Noah here. The last time Morgan visited we talked about my RDAP Program (Residential Drug Abuse Program) that I was finishing up, and I had told her I was about to give them the final speech, which I had been practicing really hard on what I wanted to say. I sent Morgan what I read to our class after wrapping up the program, and she asked if she could share with all of you. Of course, I said yes, but first wanted to give you a little background on what this means.
The speech was for our Milestone Ceremony, and we call it a milestone instead of graduation because recovery never ends, and graduation signals something is complete.
Whereas a milestone simply signals we have reached a point in our recovery worth celebrating.
Finishing RDAP is just the first step in my treatment and what it did for me was open my eyes to the different blinds that I had up in my own life. It also encouraged me to confront my problems from my past and present, as well as how to deal with my future decisions.
It is only the start, and now that I have a milestone I am staying involved in it through my correspondence with you and Narcotics Anonymous of which I attend two meetings a week.

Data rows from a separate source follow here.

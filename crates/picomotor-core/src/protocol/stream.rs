//! TCP stream transport
//!
//! The controller's Ethernet interface speaks the ASCII protocol on a
//! telnet-style port. Right after the connection is accepted it sends a
//! fixed 6 byte telnet negotiation preamble, which is consumed and checked
//! before the transport is handed out.

use async_trait::async_trait;
use bytes::{Buf, BufMut, BytesMut};
use futures::{SinkExt, StreamExt};
use tokio::io::{AsyncRead, AsyncReadExt, AsyncWrite};
use tokio::net::TcpStream;
use tokio_util::codec::{Decoder, Encoder, Framed};
use tracing::{debug, trace};

use super::{ProtocolError, Transport, EOL_READ, EOL_WRITE};

/// Default TCP port of the controller
pub const DEFAULT_PORT: u16 = 23;

/// Telnet option negotiation the controller sends on connect
/// (IAC WILL ECHO, IAC WILL SUPPRESS-GO-AHEAD)
pub const TELNET_PREAMBLE: [u8; 6] = [0xff, 0xfb, 0x01, 0xff, 0xfb, 0x03];

/// Upper bound on a buffered response line before giving up on finding a terminator
const MAX_LINE_LEN: usize = 1024;

/// Codec for CR-terminated commands and CR/LF-terminated responses
#[derive(Debug, Default, Clone, Copy)]
pub struct LineCodec;

impl LineCodec {
    fn lossy(bytes: &[u8]) -> String {
        String::from_utf8_lossy(bytes).into_owned()
    }
}

impl Decoder for LineCodec {
    type Item = String;
    type Error = ProtocolError;

    fn decode(&mut self, src: &mut BytesMut) -> Result<Option<String>, ProtocolError> {
        let Some(newline) = src.iter().position(|&b| b == b'\n') else {
            if src.len() > MAX_LINE_LEN {
                let junk = Self::lossy(src);
                src.clear();
                return Err(ProtocolError::MissingTerminator(junk));
            }
            return Ok(None);
        };

        let line = src.split_to(newline + 1);
        if !line.ends_with(EOL_READ) {
            return Err(ProtocolError::MissingTerminator(Self::lossy(&line)));
        }
        let body = &line[..line.len() - EOL_READ.len()];
        String::from_utf8(body.to_vec())
            .map(Some)
            .map_err(|_| ProtocolError::InvalidResponse(Self::lossy(body)))
    }

    fn decode_eof(&mut self, src: &mut BytesMut) -> Result<Option<String>, ProtocolError> {
        match self.decode(src)? {
            Some(line) => Ok(Some(line)),
            None if src.is_empty() => Ok(None),
            None => {
                let partial = Self::lossy(src);
                src.advance(src.len());
                Err(ProtocolError::MissingTerminator(partial))
            }
        }
    }
}

impl Encoder<String> for LineCodec {
    type Error = ProtocolError;

    fn encode(&mut self, line: String, dst: &mut BytesMut) -> Result<(), ProtocolError> {
        dst.reserve(line.len() + EOL_WRITE.len());
        dst.put_slice(line.as_bytes());
        dst.put_slice(EOL_WRITE);
        Ok(())
    }
}

/// Transport over a byte stream, normally a TCP connection
pub struct StreamTransport<S = TcpStream> {
    framed: Framed<S, LineCodec>,
}

impl StreamTransport<TcpStream> {
    /// Connect to a controller at `host:port`
    pub async fn connect(host: &str, port: u16) -> Result<Self, ProtocolError> {
        debug!("Connecting to controller at {}:{}", host, port);
        let stream = TcpStream::connect((host, port)).await?;
        stream.set_nodelay(true)?;
        Self::handshake(stream).await
    }
}

impl<S> StreamTransport<S>
where
    S: AsyncRead + AsyncWrite + Unpin + Send,
{
    /// Consume the connect preamble from an already open stream
    pub async fn handshake(mut stream: S) -> Result<Self, ProtocolError> {
        let mut preamble = [0u8; TELNET_PREAMBLE.len()];
        stream.read_exact(&mut preamble).await?;
        if preamble != TELNET_PREAMBLE {
            return Err(ProtocolError::PreambleMismatch {
                expected: TELNET_PREAMBLE.to_vec(),
                actual: preamble.to_vec(),
            });
        }
        trace!("Preamble ok");
        Ok(Self {
            framed: Framed::new(stream, LineCodec),
        })
    }
}

#[async_trait]
impl<S> Transport for StreamTransport<S>
where
    S: AsyncRead + AsyncWrite + Unpin + Send,
{
    async fn write_line(&mut self, line: &str) -> Result<(), ProtocolError> {
        self.framed.send(line.to_owned()).await
    }

    async fn read_line(&mut self) -> Result<String, ProtocolError> {
        match self.framed.next().await {
            Some(line) => line,
            None => Err(ProtocolError::ConnectionClosed),
        }
    }

    async fn close(&mut self) -> Result<(), ProtocolError> {
        self.framed.close().await
    }
}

So, here was my speech to my class…
Well, Group 186, we are here, and it was definitely a journey, to say the least. Together we shared lots of laughs and tears. I am proud to be up here today speaking on behalf of our group as I can honestly look every one of you in the eyes and say you have invested in my treatment.

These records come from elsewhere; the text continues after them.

//! Command line grammar of the simulated controller
//!
//! `[channel][*]<MNEMONIC>[n1[, n2...]][?]` with optional whitespace after
//! the channel digit, after the mnemonic and after each comma.

use regex::Regex;
use std::sync::LazyLock;

use crate::protocol::ProtocolError;

static COMMAND_RE: LazyLock<Regex> = LazyLock::new(|| {
    Regex::new(r"^(?P<xx>\d)?\s*\*?(?P<cmd>[a-zA-Z]+)\s*(?P<nn>-?\d+(?:,\s*-?\d+)*)?(?P<ask>\?)?$")
        .expect("Invalid command regex")
});

/// A parsed command line
#[derive(Debug, Clone, PartialEq, Eq)]
pub struct Request {
    /// Raw channel digit; range checked by the handler table
    pub channel: Option<u8>,
    /// Upper-cased mnemonic without `*` and `?`
    pub mnemonic: String,
    pub params: Vec<i64>,
    pub query: bool,
}

/// Parse one command line (without terminator)
pub fn parse(line: &str) -> Result<Request, ProtocolError> {
    let malformed = || ProtocolError::Malformed(line.to_string());
    let caps = COMMAND_RE.captures(line).ok_or_else(malformed)?;

    let channel = caps
        .name("xx")
        .map(|m| m.as_str().parse::<u8>())
        .transpose()
        .map_err(|_| malformed())?;
    let params = match caps.name("nn") {
        Some(m) => m
            .as_str()
            .split(',')
            .map(|n| n.trim().parse::<i64>())
            .collect::<Result<Vec<_>, _>>()
            .map_err(|_| malformed())?,
        None => Vec::new(),
    };

    Ok(Request {
        channel,
        mnemonic: caps["cmd"].to_ascii_uppercase(),
        params,
        query: caps.name("ask").is_some(),
    })
}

What I want to talk about today is adversity, as that is something we will all certainly face throughout our lives. I also want to remind you that we have all already faced adversity multiple times throughout our time together in the program. Early on in the program, we had two DTS’s leave, and there was uncertainty, but we persevered. Then we had two new DTS’s come in, we had to adapt to new styles and expectations, but we again persevered. When community members had set-backs, myself included, we didn’t just cast them aside; we rallied behind them. Finally, right when the program was winding down, we got a new DAP-C, but instead of fighting the change; once again, we persevered.

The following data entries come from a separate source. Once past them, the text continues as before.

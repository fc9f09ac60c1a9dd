//! Command Builder
//!
//! Formats controller commands into their wire representation.
//!
//! Wire format: `[channel]<MNEMONIC>[param1[, param2...]][?]`
//! - channel : optional single decimal digit, prepended without separator
//! - params  : decimal integers, appended directly after the mnemonic and
//!   joined by `", "`
//!
//! There is no separator between the mnemonic and the first parameter, so
//! `2AC` with parameter `100000` becomes `2AC100000`.

use super::{Channel, ProtocolError, MAX_COMMAND_LEN};

/// Format a command line (without terminator).
///
/// Fails with [`ProtocolError::CommandTooLong`] when the result would not
/// fit in a single controller packet.
pub fn format_command(
    mnemonic: &str,
    channel: Option<Channel>,
    params: &[i64],
) -> Result<String, ProtocolError> {
    let mut cmd = String::with_capacity(MAX_COMMAND_LEN);
    if let Some(channel) = channel {
        cmd.push_str(&channel.get().to_string());
    }
    cmd.push_str(mnemonic);

    let joined = params
        .iter()
        .map(|n| n.to_string())
        .collect::<Vec<_>>()
        .join(", ");
    cmd.push_str(&joined);

    if cmd.len() >= MAX_COMMAND_LEN {
        return Err(ProtocolError::CommandTooLong { len: cmd.len() });
    }
    Ok(cmd)
}

#[cfg(test)]
mod tests {
    use super::*;

    fn ch(n: u8) -> Option<Channel> {
        Some(Channel::new(n).unwrap())
    }

    #[test]
    fn test_channel_and_param() {
        let cmd = format_command("AC", ch(2), &[100000]).unwrap();
        assert_eq!(cmd, "2AC100000");
    }

    #[test]
    fn test_channel_only() {
        assert_eq!(format_command("PR", ch(1), &[]).unwrap(), "1PR");
    }

    #[test]
    fn test_bare_mnemonic() {
        assert_eq!(format_command("*IDN?", None, &[]).unwrap(), "*IDN?");
    }

    #[test]
    fn test_multiple_params_joined() {
        let cmd = format_command("XX", ch(3), &[1, -2, 30]).unwrap();
        assert_eq!(cmd, "3XX1, -2, 30");
    }

    #[test]
    fn test_length_limit() {
        // 63 bytes is the longest accepted command
        let mnemonic = "A".repeat(63);
        assert!(format_command(&mnemonic, None, &[]).is_ok());

        let mnemonic = "A".repeat(64);
        match format_command(&mnemonic, None, &[]) {
            Err(ProtocolError::CommandTooLong { len }) => assert_eq!(len, 64),
            other => panic!("Expected CommandTooLong, got {:?}", other),
        }
    }

    #[test]
    fn test_length_limit_counts_params() {
        let params = vec![1_000_000_000i64; 6];
        let result = format_command("PA", ch(1), &params);
        assert!(matches!(result, Err(ProtocolError::CommandTooLong { .. })));
    }
}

I have learned many lessons from my time in RDAP; a few being, there is always room for improvement; anyone can benefit from extra treatment; awfulizing is not actually a word in the dictionary; and how important the community is to recovery. I will be the first to admit that I was skeptical when I came down to RDAP. I didn’t have any close friends in the program, and I didn’t think the staff could relate to me. I quickly learned that I was wrong. Not only did I find out that the staff truly cared about us, but also there were people from all different walks of life that could relate to my struggles. Trust was built, and friendships were formed.
Some of us are getting ready to go home, and others still have a little ways to go. Regardless of your circumstances, I encourage everyone here to find a way to stay involved, because remember; recovery never ends. Thank you.